* Exercise input:
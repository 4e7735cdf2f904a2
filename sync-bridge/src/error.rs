//! Error types for sync-bridge.
//!
//! All lower-layer errors flatten to human-readable strings.
//! Binding consumers get an [`ErrorKind`] and a message, not Rust enum internals.

use sync_core::ArenaError;
use sync_types::{ErrorKind, HandleError, MarshalError};
use thiserror::Error;

use crate::types::Operation;

/// Errors from sync-bridge operations.
#[derive(Debug, Clone, PartialEq, Eq, Error)]
pub enum BridgeError {
    /// Null, malformed, stale or unknown session handle.
    #[error("invalid handle: {0}")]
    InvalidHandle(String),

    /// A caller argument could not be converted.
    #[error("marshaling failed: {0}")]
    Marshaling(String),

    /// The engine refused the forwarded call.
    #[error("engine rejected {operation}: {message}")]
    EngineRejected {
        /// Operation that was forwarded.
        operation: Operation,
        /// Engine's error message.
        message: String,
    },

    /// The operation is not valid in the session's current state.
    #[error("cannot {operation} while {state}")]
    InvalidState {
        /// Operation that was attempted.
        operation: Operation,
        /// State the session was in.
        state: &'static str,
    },

    /// No room for another session.
    #[error("session capacity exhausted (limit: {0})")]
    CapacityExhausted(usize),

    /// A panic was caught at the boundary.
    #[error("internal error: {0}")]
    Internal(String),
}

impl BridgeError {
    /// Boundary taxonomy entry for this error.
    pub fn kind(&self) -> ErrorKind {
        match self {
            Self::InvalidHandle(_) => ErrorKind::InvalidHandle,
            Self::Marshaling(_) => ErrorKind::Marshaling,
            Self::EngineRejected { .. } => ErrorKind::EngineRejected,
            Self::InvalidState { .. } => ErrorKind::InvalidState,
            Self::CapacityExhausted(_) => ErrorKind::CapacityExhausted,
            Self::Internal(_) => ErrorKind::Internal,
        }
    }

    /// Stable numeric code of [`kind`](Self::kind).
    pub fn code(&self) -> i32 {
        self.kind().code()
    }
}

impl From<HandleError> for BridgeError {
    fn from(err: HandleError) -> Self {
        BridgeError::InvalidHandle(err.to_string())
    }
}

impl From<MarshalError> for BridgeError {
    fn from(err: MarshalError) -> Self {
        BridgeError::Marshaling(err.to_string())
    }
}

impl From<ArenaError> for BridgeError {
    fn from(err: ArenaError) -> Self {
        match err {
            ArenaError::Stale(_) | ArenaError::Unknown(_) => {
                BridgeError::InvalidHandle(err.to_string())
            }
            ArenaError::Full { limit } => BridgeError::CapacityExhausted(limit),
        }
    }
}

#[cfg(test)]
mod tests {
    use super::*;
    use std::num::NonZeroU32;
    use sync_types::SessionHandle;

    fn handle() -> SessionHandle {
        SessionHandle::new(3, NonZeroU32::MIN)
    }

    #[test]
    fn handle_error_maps_to_invalid_handle() {
        let err: BridgeError = HandleError::Null.into();
        assert_eq!(err.kind(), ErrorKind::InvalidHandle);
        assert_eq!(err.to_string(), "invalid handle: null handle");
    }

    #[test]
    fn marshal_error_maps_to_marshaling() {
        let err: BridgeError = MarshalError::NegativeVersion(-1).into();
        assert_eq!(err.kind(), ErrorKind::Marshaling);
        assert!(err.to_string().contains("-1"));
    }

    #[test]
    fn stale_and_unknown_map_to_invalid_handle() {
        let stale: BridgeError = ArenaError::Stale(handle()).into();
        assert_eq!(stale.kind(), ErrorKind::InvalidHandle);
        assert!(stale.to_string().contains("stale"));

        let unknown: BridgeError = ArenaError::Unknown(handle()).into();
        assert_eq!(unknown.kind(), ErrorKind::InvalidHandle);
    }

    #[test]
    fn full_maps_to_capacity() {
        let err: BridgeError = ArenaError::Full { limit: 8 }.into();
        assert_eq!(err, BridgeError::CapacityExhausted(8));
        assert_eq!(err.code(), 5);
    }

    #[test]
    fn display_is_human_readable() {
        let err = BridgeError::InvalidState {
            operation: Operation::Refresh,
            state: "created",
        };
        assert_eq!(err.to_string(), "cannot refresh while created");

        let err = BridgeError::EngineRejected {
            operation: Operation::Bind,
            message: "invalid credential: expired".to_string(),
        };
        assert_eq!(
            err.to_string(),
            "engine rejected bind: invalid credential: expired"
        );
    }

    #[test]
    fn codes_are_stable() {
        assert_eq!(BridgeError::InvalidHandle(String::new()).code(), 1);
        assert_eq!(BridgeError::Marshaling(String::new()).code(), 2);
        assert_eq!(BridgeError::Internal(String::new()).code(), 6);
    }
}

* Work order: The lines needed run from the first line of the data through the line containing "pub enum BridgeError"; give them again exactly and nothing else.

* Answer for this exercise:
repository 4e7735cdf2f904a2
filename sync-bridge/src/error.rs
//! Error types for sync-bridge.
//!
//! All lower-layer errors flatten to human-readable strings.
//! Binding consumers get an [`ErrorKind`] and a message, not Rust enum internals.

use sync_core::ArenaError;
use sync_types::{ErrorKind, HandleError, MarshalError};
use thiserror::Error;

use crate::types::Operation;

/// Errors from sync-bridge operations.
#[derive(Debug, Clone, PartialEq, Eq, Error)]
pub enum BridgeError {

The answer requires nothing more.